Tribunal de Primeira Instância: 5 de dezembro de 2002, Stevens/Comissão, T‑277/01, n.° 41; 16 de março de 2004, Afari/BCE, T‑11/03, n.° 192

4.      Na medida em que a decisão pela qual um agente do Banco Central Europeu foi suspenso das suas funções, no âmbito de um processo disciplinar, não foi anulada pelo juiz da União, a administração não está obrigada a reintegrá‑lo.

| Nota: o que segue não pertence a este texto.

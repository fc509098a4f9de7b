use crate::clients::QueryRequest;
use crate::error::{ReportError, ReportResult};
use crate::types::{AggregationRow, BlobLocation, ReportDocument};
use std::collections::HashMap;

/// Per-run state handed from stage to stage
///
/// Holds the run identity, the inputs fixed at run start (query request,
/// target blob) and the typed outputs of each stage. One context belongs to
/// exactly one run and is dropped when the run ends.
///
/// # Example
/// ```
/// use chargeback_lib::clients::QueryRequest;
/// use chargeback_lib::pipeline::RunContext;
/// use chargeback_lib::types::BlobLocation;
///
/// let request = QueryRequest {
///     workspace_id: "ws-1".to_string(),
///     query: "Usage | take 1".to_string(),
///     lookback: chrono::Duration::hours(24),
///     window_end: chrono::Utc::now(),
/// };
/// let context = RunContext::new(
///     "run-123",
///     "daily-chargeback-report",
///     request,
///     BlobLocation::new("reportoutput", "dailyChargeBackReport.csv"),
/// );
///
/// assert!(context.rows().is_err());
/// ```
#[derive(Debug, Clone)]
pub struct RunContext {
    /// Run ID recorded as `WorkflowRunId`
    run_id: String,

    workflow_name: String,

    request: QueryRequest,

    target: BlobLocation,

    /// QueryStage output
    rows: Option<Vec<AggregationRow>>,

    /// TransformStage output
    document: Option<ReportDocument>,

    /// Metadata about the run
    metadata: HashMap<String, String>,
}

impl RunContext {
    pub fn new(
        run_id: impl Into<String>,
        workflow_name: impl Into<String>,
        request: QueryRequest,
        target: BlobLocation,
    ) -> Self {
        Self {
            run_id: run_id.into(),
            workflow_name: workflow_name.into(),
            request,
            target,
            rows: None,
            document: None,
            metadata: HashMap::new(),
        }
    }

    pub fn run_id(&self) -> &str {
        &self.run_id
    }

    pub fn workflow_name(&self) -> &str {
        &self.workflow_name
    }

    pub fn request(&self) -> &QueryRequest {
        &self.request
    }

    pub fn target(&self) -> &BlobLocation {
        &self.target
    }

    pub fn set_rows(&mut self, rows: Vec<AggregationRow>) {
        self.rows = Some(rows);
    }

    /// Rows produced by the query stage
    pub fn rows(&self) -> ReportResult<&[AggregationRow]> {
        self.rows
            .as_deref()
            .ok_or_else(|| Self::missing("rows"))
    }

    pub fn set_document(&mut self, document: ReportDocument) {
        self.document = Some(document);
    }

    /// Document produced by the transform stage
    pub fn document(&self) -> ReportResult<&ReportDocument> {
        self.document.as_ref().ok_or_else(|| Self::missing("document"))
    }

    /// Set metadata
    pub fn set_metadata(&mut self, key: impl Into<String>, value: impl Into<String>) {
        self.metadata.insert(key.into(), value.into());
    }

    /// Get metadata
    pub fn get_metadata(&self, key: &str) -> Option<&str> {
        self.metadata.get(key).map(|s| s.as_str())
    }

    /// Get all metadata
    pub fn metadata(&self) -> &HashMap<String, String> {
        &self.metadata
    }

    fn missing(key: &str) -> ReportError {
        ReportError::PipelineError(format!("Required context value not found: {}", key))
    }
}

#[cfg(test)]
mod tests {
    use super::*;
    use chrono::Utc;

    fn context() -> RunContext {
        RunContext::new(
            "run-123",
            "daily",
            QueryRequest {
                workspace_id: "ws-1".to_string(),
                query: "Usage".to_string(),
                lookback: chrono::Duration::hours(24),
                window_end: Utc::now(),
            },
            BlobLocation::new("reportoutput", "daily.csv"),
        )
    }

    #[test]
    fn test_context_creation() {
        let context = context();
        assert_eq!(context.run_id(), "run-123");
        assert_eq!(context.workflow_name(), "daily");
        assert_eq!(context.target().to_string(), "reportoutput/daily.csv");
        assert!(context.metadata().is_empty());
    }

    #[test]
    fn test_missing_outputs() {
        let context = context();

        let err = context.rows().unwrap_err();
        assert!(err.to_string().contains("Required context value not found: rows"));
        assert!(context.document().is_err());
    }

    #[test]
    fn test_stage_outputs() {
        let mut context = context();
        context.set_rows(Vec::new());
        context.set_document(ReportDocument::new("header\n".to_string(), 0));

        assert!(context.rows().unwrap().is_empty());
        assert_eq!(context.document().unwrap().as_str(), "header\n");
    }

    #[test]
    fn test_metadata() {
        let mut context = context();
        context.set_metadata("pipeline_name", "chargeback");
        context.set_metadata("row_count", "2");

        assert_eq!(context.get_metadata("pipeline_name"), Some("chargeback"));
        assert_eq!(context.metadata().len(), 2);
    }
}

Como tal, salvo no caso de o agente em questão provar a existência de um desvio de processo, não pode ser imputada nenhuma ilegalidade à administração pelo facto de esta ter agido de modo a que o referido agente continue suspenso das suas funções.

(cf. n.° 92)

5.      Uma violação da presunção de inocência só pode ser declarada caso haja elementos suscetíveis de provar que a administração tinha decidido, desde o início do processo disciplinar, aplicar, em todo o caso, uma sanção à pessoa em causa.

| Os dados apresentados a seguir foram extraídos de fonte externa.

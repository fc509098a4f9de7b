//! Daily usage chargeback report
//!
//! Aggregates a day of gateway usage per (product, model), renders it as CSV
//! and publishes it to blob storage. Query and publish failures are reported
//! as structured events to a log ingestion endpoint.

pub mod clients;
pub mod config;
pub mod error;
pub mod logger;
pub mod pipeline;
pub mod query;
pub mod state_machine;
pub mod types;

pub use config::{ReportConfig, ReportConfigBuilder, ReportEnvironment};
pub use error::{ReportError, ReportResult, StageFailure};
pub use pipeline::{ReportPipeline, RunOutcome};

Tal não se verifica no caso de um agente do Banco Central Europeu suspenso das suas funções no âmbito de um processo disciplinar. Com efeito, a possibilidade de suspender uma pessoa, prevista no artigo 43.° das Condições de trabalho do pessoal do Banco, não visa sancioná‑la, mas permitir à administração adotar uma medida conservatória para assegurar que essa pessoa não interfere no inquérito em curso.

(cf. n.° 93)

Ver:

Tribunal de Primeira Instância: 18 de outubro de 2001, X/BCE, T‑333/99, n.° 151; 9 de julho de 2002, Zavvos/Comissão, T‑21/01, n.° 341

6.      Embora a administração tenha a obrigação de comunicar à pessoa em causa os documentos em que se baseia expressamente para adotar uma decisão lesiva, a não divulgação desses documentos só pode levar à anulação da decisão em causa se as acusações deduzidas só puderem ser provadas por referência a esses documentos. No caso de uma decisão do Banco Central Europeu de suspender um agente das suas funções, o artigo 43.° das Condições de trabalho do pessoal do Banco, em que se baseia a competência deste último para adotar uma medida de suspensão, apenas subordina a aplicação dessa disposição à existência, relativamente ao agente em causa, de alegações de violação grave das suas obrigações profissionais com um caráter suficientemente verosímil. A este respeito, no caso de alegações que digam respeito à compra de artigos cuja utilidade profissional é duvidosa e cuja localização não pôde ser claramente demonstrada, a administração não pode ser acusada de não ter comunicado ao interessado os respetivos documentos relativos ao estado dos trabalhos de investigação sobre as suas atividades.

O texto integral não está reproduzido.